Collected data entries

========================

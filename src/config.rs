use std::env;
use std::path::{Path, PathBuf};
use std::time::Duration;

use anyhow::{bail, Result};
use serde::Deserialize;

use crate::store::StoreConfig;

/// Top-level application configuration loaded from file + environment.
#[derive(Debug, Clone, Deserialize, Default)]
#[serde(default)]
pub struct AppConfig {
    pub server: ServerConfig,
    pub store: StoreSection,
    pub logging: LoggingSection,
}

impl AppConfig {
    /// Load configuration from disk and environment.
    pub fn load() -> Result<Self> {
        let config_path =
            env::var("HABITLOG_CONFIG").unwrap_or_else(|_| "config.toml".to_string());

        let mut builder = config::Config::builder();

        if Path::new(&config_path).exists() {
            builder = builder.add_source(config::File::from(PathBuf::from(&config_path)));
        }

        builder = builder.add_source(
            config::Environment::with_prefix("HABITLOG")
                .prefix_separator("_")
                .separator("__")
                .try_parsing(true),
        );

        let settings = builder.build()?;
        let mut config: Self = settings.try_deserialize()?;

        // Conventional Supabase variables win over the file
        if let Ok(url) = env::var("SUPABASE_URL") {
            config.store.supabase.url = url;
        }
        if let Some(key) = env::var("SUPABASE_SERVICE_ROLE_KEY")
            .ok()
            .or_else(|| env::var("SUPABASE_KEY").ok())
        {
            config.store.supabase.service_key = key;
        }
        if let Ok(port) = env::var("PORT") {
            config.server.port = port
                .trim()
                .parse()
                .map_err(|_| anyhow::anyhow!("invalid PORT: {}", port))?;
        }

        if config.logging.level.trim().is_empty() {
            config.logging.level = "info".to_string();
        }

        Ok(config)
    }

    /// Validate the store section into the runtime store configuration.
    pub fn store_runtime(&self) -> Result<StoreConfig> {
        self.store.to_runtime()
    }
}

#[derive(Debug, Clone, Deserialize)]
#[serde(default)]
pub struct ServerConfig {
    pub host: String,
    pub port: u16,
}

impl Default for ServerConfig {
    fn default() -> Self {
        Self {
            host: "0.0.0.0".to_string(),
            port: 3000,
        }
    }
}

#[derive(Debug, Clone, Deserialize, Default)]
#[serde(default)]
pub struct StoreSection {
    pub backend: StoreBackendKind,
    pub supabase: SupabaseSection,
}

impl StoreSection {
    pub fn to_runtime(&self) -> Result<StoreConfig> {
        match self.backend {
            // Data would vanish on restart; release builds always need Supabase
            StoreBackendKind::Memory if cfg!(debug_assertions) => Ok(StoreConfig::Memory),
            StoreBackendKind::Memory => {
                bail!("the memory store backend is only available in debug builds")
            }
            StoreBackendKind::Supabase => {
                let supabase = &self.supabase;

                let mut missing = Vec::new();
                if supabase.url.trim().is_empty() {
                    missing.push("SUPABASE_URL");
                }
                if supabase.service_key.trim().is_empty() {
                    missing.push("SUPABASE_SERVICE_ROLE_KEY");
                }
                if !missing.is_empty() {
                    bail!(
                        "missing required Supabase configuration: {}",
                        missing.join(", ")
                    );
                }

                let url = supabase.url.trim();
                if !url.starts_with("http://") && !url.starts_with("https://") {
                    bail!("SUPABASE_URL must be an http(s) URL, got '{}'", url);
                }
                if supabase.timeout_secs == 0 {
                    bail!("store.supabase.timeout_secs must be greater than zero");
                }

                let schema = match supabase.schema.trim() {
                    "" => "public".to_string(),
                    s => s.to_string(),
                };

                Ok(StoreConfig::Supabase {
                    url: url.to_string(),
                    service_key: supabase.service_key.trim().to_string(),
                    schema,
                    timeout: Duration::from_secs(supabase.timeout_secs),
                })
            }
        }
    }
}

#[derive(Debug, Clone, Deserialize, Default, PartialEq, Eq)]
#[serde(rename_all = "lowercase")]
pub enum StoreBackendKind {
    #[default]
    Supabase,
    Memory,
}

#[derive(Debug, Clone, Deserialize)]
#[serde(default)]
pub struct SupabaseSection {
    pub url: String,
    pub service_key: String,
    pub schema: String,
    pub timeout_secs: u64,
}

impl Default for SupabaseSection {
    fn default() -> Self {
        Self {
            url: String::new(),
            service_key: String::new(),
            schema: "public".to_string(),
            timeout_secs: 10,
        }
    }
}

#[derive(Debug, Clone, Deserialize, Default)]
#[serde(default)]
pub struct LoggingSection {
    pub level: String,
    pub format: LogFormat,
}

#[derive(Debug, Clone, Deserialize, Default)]
#[serde(rename_all = "lowercase")]
pub enum LogFormat {
    #[default]
    Json,
    Text,
}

========================

== Task to complete ==
Your answer should consist of the lines above that hold the word "Duration", copied exactly.

== Solution to this problem ==
use std::time::Duration;
                    timeout: Duration::from_secs(supabase.timeout_secs),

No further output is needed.